On 10/27/2011 9:04 PM, bearophile wrote:
> Agreed. In fact, it occurred to me the other day that we could write
> contracts as
>
> void foo(T t)
> {
> scope(in) {
> // pre-condition contracts
> }
> scope(out) {
> // post-condition contracts
> }
> // ...body of function...
> }
>
How do you replace out(result) with scope(out) {} ?
I am not sure that we need to. D2 has two forms of the 'out()' statement
now: 'out(result)' and 'out(...)' [as it is shown in the DPL book, or
just 'out' in current practice].
The only reason to have an 'out(result)' form is to declare that we
intend to use the magic 'result' symbol in the post-condition testing.

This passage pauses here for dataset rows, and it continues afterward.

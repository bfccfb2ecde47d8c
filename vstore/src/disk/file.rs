//! Primitive operations on a single backing file.

use std::fs::{self, OpenOptions};
use std::io;
use std::path::{Path, PathBuf};

use vstore_shared::DiskTemplate;
use vstore_shared::constants::MIB;
use vstore_shared::errors::{VstoreError, VstoreResult};

use crate::pathcheck::PathPolicy;

/// How [`FileHandle::new`] treats the path on disk.
#[derive(Debug, Default, Clone, Copy, PartialEq, Eq)]
pub struct CreateOptions {
    /// Create the file exclusively with this size in MiB. An existing file
    /// is an error.
    pub size_mib: Option<u64>,
    /// Create missing parent directories first.
    pub create_folder: bool,
}

impl CreateOptions {
    pub fn with_size(size_mib: u64) -> Self {
        Self {
            size_mib: Some(size_mib),
            create_folder: false,
        }
    }

    pub fn create_folder(mut self, create_folder: bool) -> Self {
        self.create_folder = create_folder;
        self
    }
}

/// Owns one file path that backs a disk.
///
/// The path has passed the storage path policy for `template` unless the
/// handle was built with [`FileHandle::unchecked`].
#[derive(Debug, Clone, PartialEq, Eq)]
pub struct FileHandle {
    path: PathBuf,
    template: DiskTemplate,
}

impl FileHandle {
    /// Validate `path` and optionally create the file.
    pub fn new(
        path: impl Into<PathBuf>,
        template: DiskTemplate,
        policy: &PathPolicy,
        options: CreateOptions,
    ) -> VstoreResult<Self> {
        let path = path.into();
        policy.check_acceptance(&path, &[template], false)?;
        Self::prepare(path, template, options)
    }

    /// Validate an existing (or yet to be created) path without touching it.
    pub fn open(path: impl Into<PathBuf>, template: DiskTemplate, policy: &PathPolicy) -> VstoreResult<Self> {
        Self::new(path, template, policy, CreateOptions::default())
    }

    /// Skip the path policy. Only for tests and test fakes.
    #[cfg(any(test, feature = "test-helpers"))]
    #[doc(hidden)]
    pub fn unchecked(
        path: impl Into<PathBuf>,
        template: DiskTemplate,
        options: CreateOptions,
    ) -> VstoreResult<Self> {
        Self::prepare(path.into(), template, options)
    }

    fn prepare(path: PathBuf, template: DiskTemplate, options: CreateOptions) -> VstoreResult<Self> {
        if options.create_folder
            && let Some(folder) = path.parent()
        {
            fs::create_dir_all(folder)
                .map_err(|e| VstoreError::file_op(folder, "create folder", e))?;
        }

        if let Some(size_mib) = options.size_mib {
            create_sized(&path, size_mib)?;
            tracing::info!(path = %path.display(), size_mib, "Created backing file");
        }

        Ok(Self { path, template })
    }

    pub fn path(&self) -> &Path {
        &self.path
    }

    pub fn template(&self) -> DiskTemplate {
        self.template
    }

    /// Report whether the file exists.
    ///
    /// With `Some(true)` a missing file is an error, with `Some(false)` an
    /// existing one is.
    pub fn exists(&self, assert_exists: Option<bool>) -> VstoreResult<bool> {
        let exists = self.path.exists();

        match assert_exists {
            Some(true) if !exists => Err(VstoreError::NotFound(format!(
                "{}: No such file or directory",
                self.path.display()
            ))),
            Some(false) if exists => Err(VstoreError::AlreadyExists(format!(
                "{}: File exists",
                self.path.display()
            ))),
            _ => Ok(exists),
        }
    }

    /// Delete the file. A missing file counts as removed.
    pub fn remove(&self) -> VstoreResult<()> {
        match fs::remove_file(&self.path) {
            Ok(()) => {
                tracing::info!(path = %self.path.display(), "Removed backing file");
                Ok(())
            }
            Err(e) if e.kind() == io::ErrorKind::NotFound => {
                tracing::debug!(path = %self.path.display(), "Backing file already gone");
                Ok(())
            }
            Err(e) => Err(VstoreError::file_op(&self.path, "remove", e)),
        }
    }

    /// Current size in bytes.
    pub fn size(&self) -> VstoreResult<u64> {
        fs::metadata(&self.path)
            .map(|m| m.len())
            .map_err(|e| VstoreError::file_op(&self.path, "stat", e))
    }

    /// Extend the file by `amount_mib` MiB.
    pub fn grow(&self, amount_mib: i64) -> VstoreResult<()> {
        self.exists(Some(true))?;
        let current = self.size()?;

        if amount_mib < 0 {
            return Err(VstoreError::BlockDevice(format!(
                "{}: can't grow by negative amount ({} MiB)",
                self.path.display(),
                amount_mib
            )));
        }

        let new_size = (amount_mib as u64)
            .checked_mul(MIB)
            .and_then(|delta| current.checked_add(delta))
            .ok_or_else(|| {
                VstoreError::BlockDevice(format!(
                    "{}: can't grow by {} MiB: size overflow",
                    self.path.display(),
                    amount_mib
                ))
            })?;

        let file = OpenOptions::new()
            .append(true)
            .open(&self.path)
            .map_err(|e| VstoreError::file_op(&self.path, "grow", e))?;
        file.set_len(new_size)
            .map_err(|e| VstoreError::file_op(&self.path, "grow", e))?;

        tracing::info!(
            path = %self.path.display(),
            from = current,
            to = new_size,
            "Grew backing file"
        );
        Ok(())
    }
}

/// Exclusively create `path` and extend it to `size_mib` MiB (sparse).
fn create_sized(path: &Path, size_mib: u64) -> VstoreResult<()> {
    let len = size_mib.checked_mul(MIB).ok_or_else(|| {
        VstoreError::BlockDevice(format!("{}: size {} MiB too large", path.display(), size_mib))
    })?;

    let file = OpenOptions::new()
        .read(true)
        .write(true)
        .create_new(true)
        .open(path)
        .map_err(|e| VstoreError::file_op(path, "create", e))?;

    file.set_len(len)
        .map_err(|e| VstoreError::file_op(path, "create", e))
}

#[cfg(test)]
mod tests {
    use super::*;
    use proptest::prelude::*;
    use tempfile::TempDir;

    fn handle(dir: &TempDir, name: &str, options: CreateOptions) -> VstoreResult<FileHandle> {
        FileHandle::unchecked(dir.path().join(name), DiskTemplate::File, options)
    }

    #[test]
    fn test_create_sets_size() {
        let dir = TempDir::new().unwrap();
        let file = handle(&dir, "disk0", CreateOptions::with_size(4)).unwrap();
        assert_eq!(file.size().unwrap(), 4 * MIB);
        assert!(file.exists(Some(true)).unwrap());
    }

    #[test]
    fn test_create_existing_fails() {
        let dir = TempDir::new().unwrap();
        handle(&dir, "disk0", CreateOptions::with_size(1)).unwrap();
        let err = handle(&dir, "disk0", CreateOptions::with_size(1)).unwrap_err();
        assert!(matches!(err, VstoreError::FileOp { action: "create", .. }));
    }

    #[test]
    fn test_create_without_folder_fails() {
        let dir = TempDir::new().unwrap();
        let result = handle(&dir, "missing/disk0", CreateOptions::with_size(1));
        assert!(result.is_err());
        assert!(!dir.path().join("missing").exists());

        let file = handle(
            &dir,
            "missing/disk0",
            CreateOptions::with_size(1).create_folder(true),
        )
        .unwrap();
        assert!(file.exists(None).unwrap());
    }

    #[test]
    fn test_exists_assertions() {
        let dir = TempDir::new().unwrap();
        let file = handle(&dir, "disk0", CreateOptions::default()).unwrap();

        assert!(!file.exists(None).unwrap());
        assert!(!file.exists(Some(false)).unwrap());
        assert!(matches!(file.exists(Some(true)), Err(VstoreError::NotFound(_))));

        fs::write(file.path(), b"").unwrap();
        assert!(file.exists(Some(true)).unwrap());
        assert!(matches!(file.exists(Some(false)), Err(VstoreError::AlreadyExists(_))));
    }

    #[test]
    fn test_remove_is_idempotent() {
        let dir = TempDir::new().unwrap();
        let file = handle(&dir, "disk0", CreateOptions::with_size(1)).unwrap();
        file.remove().unwrap();
        assert!(!file.exists(None).unwrap());
        file.remove().unwrap();
    }

    #[test]
    fn test_size_of_missing_file_fails() {
        let dir = TempDir::new().unwrap();
        let file = handle(&dir, "disk0", CreateOptions::default()).unwrap();
        assert!(matches!(file.size(), Err(VstoreError::FileOp { action: "stat", .. })));
    }

    #[test]
    fn test_grow_rejects_negative_and_missing() {
        let dir = TempDir::new().unwrap();
        let file = handle(&dir, "disk0", CreateOptions::default()).unwrap();
        assert!(matches!(file.grow(1), Err(VstoreError::NotFound(_))));

        fs::write(file.path(), b"").unwrap();
        assert!(matches!(file.grow(-1), Err(VstoreError::BlockDevice(_))));
        assert_eq!(file.size().unwrap(), 0);
    }

    #[test]
    fn test_new_runs_path_policy() {
        let dir = TempDir::new().unwrap();
        let list = dir.path().join("paths");
        fs::write(&list, format!("{}\n", dir.path().join("storage").display())).unwrap();
        let policy = PathPolicy::new(&list, "/var/run/vstore/gluster");

        let err = FileHandle::new(
            dir.path().join("elsewhere/disk0"),
            DiskTemplate::File,
            &policy,
            CreateOptions::with_size(1).create_folder(true),
        )
        .unwrap_err();
        assert!(err.is_policy());
        assert!(!dir.path().join("elsewhere").exists());

        let file = FileHandle::new(
            dir.path().join("storage/disk0"),
            DiskTemplate::File,
            &policy,
            CreateOptions::with_size(1).create_folder(true),
        )
        .unwrap();
        assert_eq!(file.size().unwrap(), MIB);
    }

    proptest! {
        #![proptest_config(ProptestConfig::with_cases(16))]

        #[test]
        fn prop_grow_adds_exact_mebibytes(initial in 0u64..4, amount in 0i64..64) {
            let dir = TempDir::new().unwrap();
            let file = handle(&dir, "disk0", CreateOptions::with_size(initial)).unwrap();
            let before = file.size().unwrap();
            file.grow(amount).unwrap();
            prop_assert_eq!(file.size().unwrap(), before + amount as u64 * MIB);
        }
    }
}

Does this mean that, if we *don't* pre-declare 'out(result)' that the
symbol 'result' can have some *other* meaning in the post-condition?
That strikes me as a source of subtle bugs, if a programmer might
accidentally fail to declare 'out(result)' and thereby get different
semantics in the post-condition code without having changed that code.
I think the thing to do is to just declare 'out' as we currently do [or
'scope(out)' as I am proposing], and treat the 'result' symbol magically
in the post-condition code whether or not it is pre-declared -- that is,
have the compiler find it and interpret it as the magic returned-value.